LolaButt · 14/11/2020 18:50

In answer to the OP, no - responding to teen messages as a parent is not a good idea as it opens up the potential for mum wars over kid messages.

If things being said aren’t appropriate, rude, bullying etc the advice I give my kids is to screenshot it, disengage and move on with their lives. Easier said than done sometimes.

LilacPebbles · 14/11/2020 18:57

Oh well at least you've changed your mind over the course of the thread, flavia. Not going to ban it now whereas earlier you wouldn't allow them to download the app or allow them on it.
We all read, did sport, etc. I didn't even have a phone until I was 18 but modern life is different and some schools will utilise children having access to certain platforms. It's not all bad. The key is education on using SM responsibly, schools place an onus on teaching this regularly and support parents to be up to date with the latest advice also.

flaviaritt · 14/11/2020 19:00

Oh well at least you've changed your mind over the course of the thread, flavia. Not going to ban it now whereas earlier you wouldn't allow them to download the app or allow them on it.*

No, I said I wouldn’t allow them to be on a class WA group and also that I would know what apps they had downloaded and they wouldn’t be able to do it without permission.

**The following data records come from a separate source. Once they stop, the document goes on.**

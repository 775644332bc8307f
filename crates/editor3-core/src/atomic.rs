//! Atomic block rendering
//!
//! An atomic block holds one placeholder character whose entity fully
//! determines the output. Table cells, quote bodies and custom block bodies
//! are independent content states rendered recursively; the `disabled` set
//! passed down the recursion stops tables from nesting inside tables.

use html_escape::encode_text;
use log::debug;

use crate::embed::{is_widget, rewrite_widget};
use crate::emit::push_attr;
use crate::entity::{
    ArticleEmbedData, CustomBlockData, EmbedData, EntityData, EntityKey, EntityType, EntityTypes,
    MediaData, MediaKind, QuoteData, TableData,
};
use crate::error::{Error, Result};
use crate::model::{Block, ContentState};
use crate::rules::CustomBlock;
use crate::serialize::Renderer;

impl Renderer<'_> {
    /// Render an atomic block, or nothing if its entity type is disabled or
    /// unrecognized
    pub(crate) fn atomic(
        &mut self,
        content: &ContentState,
        block: &Block,
        disabled: EntityTypes,
    ) -> Result<String> {
        let Some(key) = block.entity_at(0) else {
            debug!("atomic block {} has no entity", block.key());
            return Ok(String::new());
        };
        let entity = content.entity(key).ok_or_else(|| Error::MissingEntity {
            block: block.key().to_string(),
            key: key.to_string(),
        })?;

        let Some(entity_type) = entity.entity_type() else {
            self.unrecognized(block, key, entity);
            return Ok(String::new());
        };

        if disabled.contains(entity_type) {
            debug!("skipping disabled {entity_type} entity {key}");
            return Ok(String::new());
        }

        match &entity.data {
            EntityData::Media(media) => Ok(self.media(key, media)),
            EntityData::Embed(embed) => Ok(self.embed(embed)),
            EntityData::Table(table) => self.table(table, disabled),
            EntityData::MultiLineQuote(quote) => self.quote(quote, disabled),
            EntityData::CustomBlock(custom) => self.custom_block(custom, disabled),
            EntityData::ArticleEmbed(article) => Ok(article_embed(article)),
            EntityData::Link(_) | EntityData::Unrecognized { .. } => Ok(String::new()),
        }
    }

    fn media(&self, key: &EntityKey, media: &MediaData) -> String {
        let id = comment_safe(&format!("{}{key}", self.options.media_id_prefix));
        let marker = format!("{} {{id: \"{id}\"}}", media.kind.label());

        let mut element = String::new();
        match media.kind {
            MediaKind::Image => element.push_str("<img"),
            MediaKind::Video => element.push_str("<video controls"),
            MediaKind::Audio => element.push_str("<audio controls"),
        }
        push_attr(&mut element, "src", media.href().unwrap_or_default());
        push_attr(&mut element, "alt", media.alt_text.as_deref().unwrap_or_default());
        match media.kind {
            MediaKind::Image => element.push_str(" />"),
            MediaKind::Video => element.push_str("></video>"),
            MediaKind::Audio => element.push_str("></audio>"),
        }

        let mut out = format!("<!-- EMBED START {marker} -->\n<figure>\n    {element}\n");
        if let Some(description) = media.description_text.as_deref().filter(|d| !d.is_empty()) {
            out.push_str("    <figcaption>");
            out.push_str(&encode_text(description));
            out.push_str("</figcaption>\n");
        }
        out.push_str("</figure>\n<!-- EMBED END ");
        out.push_str(&marker);
        out.push_str(" -->");
        out
    }

    fn embed(&mut self, embed: &EmbedData) -> String {
        let mut out = String::from("<div class=\"embed-block\">");

        let widget = if is_widget(&embed.html) {
            let mount_id = self.next_widget_id();
            debug!("rewriting widget embed to mount at #{mount_id}");
            rewrite_widget(&embed.html, &mount_id)
        } else {
            None
        };
        out.push_str(widget.as_deref().unwrap_or(embed.html.as_str()));

        if let Some(description) = embed.description.as_deref().filter(|d| !d.is_empty()) {
            out.push_str("<p class=\"embed-block__description\">");
            out.push_str(&encode_text(description));
            out.push_str("</p>");
        }
        out.push_str("</div>");
        out
    }

    fn table(&mut self, table: &TableData, disabled: EntityTypes) -> Result<String> {
        let nested = disabled.with(EntityType::Table);
        let body_start = usize::from(table.with_header && table.num_rows > 0);
        let mut out = String::from("<table>");

        if body_start == 1 {
            out.push_str("<thead>");
            self.table_row(table, 0, "th", nested, &mut out)?;
            out.push_str("</thead>");
        }

        if body_start < table.num_rows {
            out.push_str("<tbody>");
            for row in body_start..table.num_rows {
                self.table_row(table, row, "td", nested, &mut out)?;
            }
            out.push_str("</tbody>");
        }

        out.push_str("</table>");
        Ok(out)
    }

    fn table_row(
        &mut self,
        table: &TableData,
        row: usize,
        cell_tag: &str,
        disabled: EntityTypes,
        out: &mut String,
    ) -> Result<()> {
        let empty = ContentState::empty_paragraph();

        out.push_str("<tr>");
        for col in 0..table.num_cols {
            let cell = table.cell(row, col).unwrap_or(&empty);
            out.push('<');
            out.push_str(cell_tag);
            out.push('>');
            out.push_str(&self.document(cell, disabled)?);
            out.push_str("</");
            out.push_str(cell_tag);
            out.push('>');
        }
        out.push_str("</tr>");
        Ok(())
    }

    fn quote(&mut self, quote: &QuoteData, disabled: EntityTypes) -> Result<String> {
        let body = self.document(&quote.body, disabled)?;
        Ok(format!("<div class=\"multi-line-quote\">{body}</div>"))
    }

    fn custom_block(&mut self, custom: &CustomBlockData, disabled: EntityTypes) -> Result<String> {
        let body = self.document(&custom.body, disabled)?;
        let id = custom.block_type_id.as_str();

        let Some(kind) = self.registry.get(id) else {
            debug!("custom block type {id} is not registered");
            return Ok(default_custom_block(id, &body));
        };

        let block = CustomBlock {
            id,
            label: &kind.label,
            html: &body,
        };
        Ok(kind
            .wrap(&block)
            .unwrap_or_else(|| default_custom_block(id, &body)))
    }
}

fn default_custom_block(id: &str, body: &str) -> String {
    let mut out = String::from("<div");
    push_attr(&mut out, "data-custom-block-type", id);
    out.push('>');
    out.push_str(body);
    out.push_str("</div>");
    out
}

/// Collapse runs of `-` so `text` cannot end an HTML comment
fn comment_safe(text: &str) -> String {
    let mut out = String::with_capacity(text.len());
    for ch in text.chars() {
        if ch != '-' || !out.ends_with('-') {
            out.push(ch);
        }
    }
    out
}

fn article_embed(article: &ArticleEmbedData) -> String {
    let mut out = String::from("<div class=\"article-embed\"");
    push_attr(&mut out, "data-article-id", &article.article_id);
    out.push('>');
    out.push_str(&article.html);
    out.push_str("</div>");
    out
}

But ultimately it’s about trust. Yes, my child probably could deceive me and join a group and leave a group every 5 minutes, but she’d get caught at some point and then she wouldn’t have a phone so she’d learn soon enough.

flaviaritt · 14/11/2020 19:01

some schools will utilise children having access to certain platforms.

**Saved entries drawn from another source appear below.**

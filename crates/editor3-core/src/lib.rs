//! editor3-core - Editor3 content model and HTML serialization
//!
//! This crate provides the immutable document model of the editor3 rich-text
//! editor and the serializer that turns it into publish-ready HTML. It is used
//! by `editor3`, which builds content states from their raw JSON form.
//!
//! # Architecture
//!
//! ```text
//!                  ┌───────────────┐   text block  ┌──────────────────────────┐
//! ContentState ──▶ │   document    │ ────────────▶ │ entity + style emitters  │ ──▶ HTML
//!        ▲         │   renderer    │               └──────────────────────────┘
//!        │         │               │   atomic      ┌──────────────────────────┐
//!        │         │               │ ────────────▶ │ media / embed / table /  │ ──▶ HTML
//!        │         └───────────────┘               │ quote / custom / article │
//!        │                                         └────────────┬─────────────┘
//!        └──────────────── nested documents ────────────────────┘
//! ```
//!
//! # Example
//!
//! ```rust
//! use editor3_core::{style_set, to_html, Block, BlockType, CharacterMetadata, ContentState};
//! use indexmap::IndexMap;
//!
//! let characters = "Hello"
//!     .chars()
//!     .map(|_| CharacterMetadata::new(style_set(["BOLD"]), None))
//!     .collect();
//! let block = Block::new("a1", BlockType::HeaderOne, "Hello", characters).unwrap();
//! let content = ContentState::new(vec![block], IndexMap::new()).unwrap();
//!
//! assert_eq!(to_html(&content).unwrap(), "<h1><b>Hello</b></h1>");
//! ```

mod atomic;
mod embed;
mod emit;
mod entity;
mod error;
mod model;
mod options;
mod rules;
mod serialize;
mod style;

pub use embed::{is_widget, rewrite_widget};
pub use emit::{EntityEmitter, StyleEmitter};
pub use entity::{
    ArticleEmbedData, CustomBlockData, EmbedData, Entity, EntityData, EntityKey, EntityType,
    EntityTypes, LinkData, MediaData, MediaKind, Mutability, QuoteData, Rendition, TableData,
};
pub use error::{Error, Result};
pub use model::{Block, BlockType, CharacterMetadata, ContentState};
pub use options::RenderOptions;
pub use rules::{CustomBlock, CustomBlockKind, CustomBlockRegistry, WrapFn};
pub use serialize::{inline_html, render, to_html, Rendered, Warning};
pub use style::{style_set, InlineStyle, StyleSet};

No school I am going to send my child to is going to require access to a smartphone.

WaxOnFeckOff · 14/11/2020 19:04

I'm with some other posters OP, I'd not respond myself, but instead encourage the DD to ignore and not get drawn in or to take a bit of a high ground.

Life is all about relationships. Learning to manage this corrosive shite at her age will stand her in good stead.

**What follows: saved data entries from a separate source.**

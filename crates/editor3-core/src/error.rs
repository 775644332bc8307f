//! Error types for rendering

/// Error type for content model construction and rendering
#[derive(Debug, thiserror::Error)]
pub enum Error {
    #[error("block {block}: {annotations} character annotations for {text} characters")]
    AnnotationLength {
        block: String,
        text: usize,
        annotations: usize,
    },

    #[error("block {block}: entity {key} is not in the entity map")]
    MissingEntity { block: String, key: String },

    #[error("invalid structure: {0}")]
    InvalidStructure(String),
}

pub type Result<T> = std::result::Result<T, Error>;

I'd explain that the goady one is just looking for attention and willing to take negative attention rather than none. She is probably unhappy and maybe just not a nice person all round.

At most I'd be asking in the chat why she is being like that. Is this a chat set up by the school to which they are all added or just one they've set up themselves? If the former then the school should be monitoring it.

flaviaritt · 14/11/2020 19:11

And also, although some people suggest that children who are shielded a bit more from social media when they are young never learn to deal with the various forms of conflict that emerge online, I can only point to people like myself (children in the 80s and 90s). We did. I got my first phone when I was 17. I knew when people were being wankers. I know how to ignore people.

LilacPebbles · 14/11/2020 19:12

You will struggle with that flavia because every school I know provides an iPad for children who don't already have one, for remote learning.
Even my youngest had to join a FB during lockdown amongst other apps where children could communicate.
I get the feeling your DC is very young.

LilacPebbles · 14/11/2020 19:13

A FB group*

flaviaritt · 14/11/2020 19:14

LilacPebbles

I won’t struggle. They can’t require it, legally. Any form of social media would have to be legal (and children can’t use WA until 16) and they can’t force me to allow phone use at home. It will be fine.

flaviaritt · 14/11/2020 19:19

And actually we are in catchment for a very good secondary and their policy is no phones at school so we’re happy with that.